*WHAT THE EXERCISE ASKS:* Each line with the word "supplied" must appear in the answer, copied from the records.

*LISTED ENTRIES:*
----------

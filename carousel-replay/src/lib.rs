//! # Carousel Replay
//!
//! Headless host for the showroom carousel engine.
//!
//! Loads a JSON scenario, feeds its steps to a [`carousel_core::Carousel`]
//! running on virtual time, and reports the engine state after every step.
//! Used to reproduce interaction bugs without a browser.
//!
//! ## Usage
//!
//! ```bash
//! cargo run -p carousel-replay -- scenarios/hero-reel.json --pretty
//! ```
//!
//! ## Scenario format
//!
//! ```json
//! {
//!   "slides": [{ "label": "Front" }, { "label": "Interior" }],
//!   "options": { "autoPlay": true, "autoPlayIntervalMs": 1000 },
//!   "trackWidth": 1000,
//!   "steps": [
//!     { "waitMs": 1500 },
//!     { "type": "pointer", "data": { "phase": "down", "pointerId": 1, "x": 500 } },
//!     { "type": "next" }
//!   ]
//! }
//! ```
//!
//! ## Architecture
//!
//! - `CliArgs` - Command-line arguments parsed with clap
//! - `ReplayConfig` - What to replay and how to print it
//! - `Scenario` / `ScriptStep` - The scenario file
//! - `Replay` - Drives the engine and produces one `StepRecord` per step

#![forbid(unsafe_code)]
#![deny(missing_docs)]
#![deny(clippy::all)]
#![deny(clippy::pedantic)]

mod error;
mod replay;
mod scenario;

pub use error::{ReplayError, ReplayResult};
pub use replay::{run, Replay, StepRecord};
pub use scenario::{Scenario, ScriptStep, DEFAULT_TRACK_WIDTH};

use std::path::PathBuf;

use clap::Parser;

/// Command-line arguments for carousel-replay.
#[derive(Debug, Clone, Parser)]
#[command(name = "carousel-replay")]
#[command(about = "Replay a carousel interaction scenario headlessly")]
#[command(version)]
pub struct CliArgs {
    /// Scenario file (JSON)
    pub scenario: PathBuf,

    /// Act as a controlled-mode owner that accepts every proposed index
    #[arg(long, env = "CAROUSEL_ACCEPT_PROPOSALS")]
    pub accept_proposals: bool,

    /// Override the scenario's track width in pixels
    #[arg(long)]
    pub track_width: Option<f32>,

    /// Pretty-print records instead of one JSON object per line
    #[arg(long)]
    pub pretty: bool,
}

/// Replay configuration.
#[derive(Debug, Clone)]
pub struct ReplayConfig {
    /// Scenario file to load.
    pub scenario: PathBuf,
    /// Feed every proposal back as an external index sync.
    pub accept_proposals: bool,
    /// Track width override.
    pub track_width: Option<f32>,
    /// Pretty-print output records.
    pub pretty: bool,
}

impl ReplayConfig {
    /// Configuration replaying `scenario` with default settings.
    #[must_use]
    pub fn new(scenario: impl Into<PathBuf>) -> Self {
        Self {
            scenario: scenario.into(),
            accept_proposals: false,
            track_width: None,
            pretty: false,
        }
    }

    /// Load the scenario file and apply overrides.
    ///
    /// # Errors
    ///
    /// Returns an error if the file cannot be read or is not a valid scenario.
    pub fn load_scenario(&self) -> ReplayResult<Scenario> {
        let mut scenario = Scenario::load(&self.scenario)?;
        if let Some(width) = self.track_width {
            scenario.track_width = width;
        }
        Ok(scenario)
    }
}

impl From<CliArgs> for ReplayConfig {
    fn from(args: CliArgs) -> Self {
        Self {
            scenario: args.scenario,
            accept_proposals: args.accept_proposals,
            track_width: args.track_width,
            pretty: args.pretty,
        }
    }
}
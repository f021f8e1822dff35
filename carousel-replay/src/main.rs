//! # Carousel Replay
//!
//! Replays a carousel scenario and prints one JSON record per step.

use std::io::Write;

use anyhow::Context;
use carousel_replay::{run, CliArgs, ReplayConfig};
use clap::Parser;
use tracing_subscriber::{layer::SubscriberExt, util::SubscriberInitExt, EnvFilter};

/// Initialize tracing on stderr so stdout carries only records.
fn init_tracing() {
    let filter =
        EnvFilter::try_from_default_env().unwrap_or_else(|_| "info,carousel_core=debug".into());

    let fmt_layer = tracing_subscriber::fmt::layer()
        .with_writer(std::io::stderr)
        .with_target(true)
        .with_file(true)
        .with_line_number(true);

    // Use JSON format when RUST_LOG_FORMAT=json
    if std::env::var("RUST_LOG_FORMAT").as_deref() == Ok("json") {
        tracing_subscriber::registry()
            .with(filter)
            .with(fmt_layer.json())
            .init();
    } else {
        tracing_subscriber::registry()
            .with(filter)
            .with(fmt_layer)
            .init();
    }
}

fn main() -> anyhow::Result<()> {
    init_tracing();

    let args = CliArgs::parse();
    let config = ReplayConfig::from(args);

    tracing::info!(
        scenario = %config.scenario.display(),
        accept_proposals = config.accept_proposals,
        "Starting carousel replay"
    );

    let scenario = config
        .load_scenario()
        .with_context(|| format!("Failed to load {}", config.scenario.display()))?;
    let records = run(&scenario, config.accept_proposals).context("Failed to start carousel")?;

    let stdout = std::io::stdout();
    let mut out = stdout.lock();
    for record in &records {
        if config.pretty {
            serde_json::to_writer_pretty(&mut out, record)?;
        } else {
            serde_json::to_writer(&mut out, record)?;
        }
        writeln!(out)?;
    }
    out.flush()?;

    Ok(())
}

----------

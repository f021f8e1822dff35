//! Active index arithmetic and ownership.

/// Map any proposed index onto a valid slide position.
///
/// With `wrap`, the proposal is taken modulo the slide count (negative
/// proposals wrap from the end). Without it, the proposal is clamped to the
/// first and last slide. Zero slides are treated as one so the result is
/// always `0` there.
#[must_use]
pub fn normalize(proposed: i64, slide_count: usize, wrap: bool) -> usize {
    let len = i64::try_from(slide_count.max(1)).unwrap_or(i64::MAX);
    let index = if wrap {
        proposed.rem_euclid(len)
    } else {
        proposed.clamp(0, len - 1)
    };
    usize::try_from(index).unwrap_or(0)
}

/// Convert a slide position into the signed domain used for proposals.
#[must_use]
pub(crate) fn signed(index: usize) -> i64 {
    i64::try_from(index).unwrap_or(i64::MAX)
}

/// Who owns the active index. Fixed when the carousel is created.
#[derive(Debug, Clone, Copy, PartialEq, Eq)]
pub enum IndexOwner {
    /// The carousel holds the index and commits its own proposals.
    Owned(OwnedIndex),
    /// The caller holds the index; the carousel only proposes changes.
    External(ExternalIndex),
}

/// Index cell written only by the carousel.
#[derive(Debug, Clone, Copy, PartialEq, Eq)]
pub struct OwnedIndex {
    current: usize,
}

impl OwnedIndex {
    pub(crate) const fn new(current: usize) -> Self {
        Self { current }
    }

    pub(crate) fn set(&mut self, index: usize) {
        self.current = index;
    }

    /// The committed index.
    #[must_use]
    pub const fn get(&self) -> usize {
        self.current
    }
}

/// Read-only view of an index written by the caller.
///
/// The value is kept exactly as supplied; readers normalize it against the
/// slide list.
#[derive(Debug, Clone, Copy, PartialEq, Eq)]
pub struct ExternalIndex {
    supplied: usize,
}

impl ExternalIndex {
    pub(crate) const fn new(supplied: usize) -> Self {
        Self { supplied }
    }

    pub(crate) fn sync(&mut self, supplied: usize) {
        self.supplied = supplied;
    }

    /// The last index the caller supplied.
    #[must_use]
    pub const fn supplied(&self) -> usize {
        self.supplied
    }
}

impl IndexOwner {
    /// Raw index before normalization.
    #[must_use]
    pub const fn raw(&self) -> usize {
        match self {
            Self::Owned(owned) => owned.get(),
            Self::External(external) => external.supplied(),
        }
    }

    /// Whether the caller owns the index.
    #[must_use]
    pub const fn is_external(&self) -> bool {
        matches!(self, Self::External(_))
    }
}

----------

*ANSWER FOR THIS EXERCISE:*
/// The value is kept exactly as supplied; readers normalize it against the
    supplied: usize,
    pub(crate) const fn new(supplied: usize) -> Self {
        Self { supplied }
    pub(crate) fn sync(&mut self, supplied: usize) {
        self.supplied = supplied;
    /// The last index the caller supplied.
    pub const fn supplied(&self) -> usize {
        self.supplied
            Self::External(external) => external.supplied(),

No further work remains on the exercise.